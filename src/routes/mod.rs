//! HTTP surface of the gateway. Diagnostic only.

use std::sync::Arc;

use axum::Router;

use crate::ingest::IngestStats;

mod health;

// ---

pub fn router(stats: Arc<IngestStats>) -> Router {
    // ---
    Router::new().merge(health::router()).with_state(stats)
}
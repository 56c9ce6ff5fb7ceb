//! Application entry point for the `fire-gateway` service.
//!
//! This binary orchestrates the full startup sequence, including:
//! - Loading configuration from environment variables or `.env`
//! - Initializing structured logging/tracing
//! - Validating the gas calibration range and loading the classifier artifact
//!   (either failing aborts start-up)
//! - Creating the `sensor_logs` table if it does not exist
//! - Serving `/health` and running the MQTT ingestion loop until Ctrl-C
//!
//! # Environment Variables
//! - `DATABASE_URL` (**required**) – PostgreSQL connection string
//! - `MODEL_PATH` (optional) – classifier artifact (default: `models/fire_model.json`)
//! - `GATEWAY_LOG_LEVEL` (optional) – log verbosity (default: `debug`)
//! - `GATEWAY_SPAN_EVENTS` (optional) – span event mode for tracing
//!
//! See [`fire_gateway::config`] for the full list.
use std::{env, io::IsTerminal, sync::Arc};

use anyhow::{anyhow, Result};
use dotenvy::dotenv;
use tracing_subscriber::filter::EnvFilter;
use tracing_subscriber::fmt::format::FmtSpan;

use fire_gateway::{config, routes, schema};
use fire_gateway::{Ingestor, MqttSource, PgSink, RandomForest, RiskPolicy};

// ---

#[tokio::main]
async fn main() -> Result<()> {
    // ---
    dotenv().ok();
    init_tracing();

    let cfg = config::load_from_env()?;
    cfg.log_config();

    let gas_range = cfg.gas_calibration()?;

    tracing::info!("Loading classifier artifact from {}", cfg.model_path);
    let classifier = RandomForest::load(&cfg.model_path)
        .map_err(|e| anyhow!("Failed to load classifier '{}': {}", cfg.model_path, e))?;

    if cfg.db_init_schema {
        // The database may come up later; writes fail per record until it does.
        match schema::create_schema(&cfg.db_url).await {
            Ok(()) => tracing::info!("sensor_logs schema ready"),
            Err(e) => tracing::warn!("Could not verify sensor_logs schema: {}", e),
        }
    }

    let ingestor = Ingestor::new(
        gas_range,
        Arc::new(classifier),
        RiskPolicy::new(cfg.risk_warning_threshold),
        PgSink::new(cfg.db_url.clone()),
    )
    .with_write_timeout(cfg.db_write_timeout);

    let app = routes::router(ingestor.stats());
    let listener = tokio::net::TcpListener::bind(cfg.health_addr).await?;
    tracing::info!("Health endpoint listening on {}", cfg.health_addr);
    tokio::spawn(async move {
        if let Err(e) = axum::serve(listener, app).await {
            tracing::error!("Health endpoint stopped: {}", e);
        }
    });

    let mut source = MqttSource::with_buffer(
        &cfg.mqtt_broker_uri,
        &cfg.mqtt_client_id,
        &cfg.mqtt_topic,
        cfg.mqtt_reconnect_delay,
        cfg.mqtt_buffer,
    )?;

    tokio::select! {
        _ = ingestor.run(&mut source) => {}
        _ = tokio::signal::ctrl_c() => tracing::info!("Shutdown requested"),
    }

    source.disconnect().await;
    tracing::info!("Gateway stopped");
    Ok(())
}

// ---

/// Initialize the global tracing subscriber for structured logging.
///
/// This function configures the [`tracing_subscriber`] with:
/// - Log target, file, and line number output enabled
/// - Color output controlled by TTY detection and `FORCE_COLOR` env var:
///   - `FORCE_COLOR=1|true|yes`: force colors on
///   - `FORCE_COLOR=0|false|no`: force colors off
///   - unset or other values: auto-detect TTY
/// - Span event emission mode controlled by the `GATEWAY_SPAN_EVENTS` env var:
///   - `"full"`       : emit ENTER, EXIT, and CLOSE events with timing
///   - `"enter_exit"` : emit ENTER and EXIT only
///   - unset or other values: emit CLOSE events only (default)
/// - Log level controlled by the `GATEWAY_LOG_LEVEL` env var
///
/// Call once at startup before any logging macros are invoked.
fn init_tracing() {
    // ---
    let span_events = match env::var("GATEWAY_SPAN_EVENTS").as_deref() {
        Ok("full") => FmtSpan::FULL,
        Ok("enter_exit") => FmtSpan::ENTER | FmtSpan::EXIT,
        _ => FmtSpan::CLOSE,
    };

    let use_color = match env::var("FORCE_COLOR").as_deref() {
        Ok("1") | Ok("true") | Ok("yes") => true,
        Ok("0") | Ok("false") | Ok("no") => false,
        _ => std::io::stdout().is_terminal(),
    };

    // Use RUST_LOG if available, otherwise fall back to GATEWAY_LOG_LEVEL
    let env_filter = if env::var("RUST_LOG").is_ok() {
        EnvFilter::from_default_env()
    } else {
        let level = match env::var("GATEWAY_LOG_LEVEL").ok().as_deref() {
            Some("trace") => "trace",
            Some("debug") => "debug",
            Some("info") => "info",
            Some("warn") => "warn",
            Some("error") => "error",
            _ => "debug",
        };
        EnvFilter::new(format!("{level},sqlx::query=warn,paho_mqtt=info"))
    };

    tracing_subscriber::fmt()
        .with_target(true)
        .with_file(true)
        .with_line_number(true)
        .with_span_events(span_events)
        .with_env_filter(env_filter)
        .with_ansi(use_color)
        .compact()
        .init();
}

━━━━━━━━

> **EXERCISE REQUIREMENTS**:
Return each line of the listing that holds the word "listener".

> **ANSWER FOR THIS EXERCISE**:
    let listener = tokio::net::TcpListener::bind(cfg.health_addr).await?;
        if let Err(e) = axum::serve(listener, app).await {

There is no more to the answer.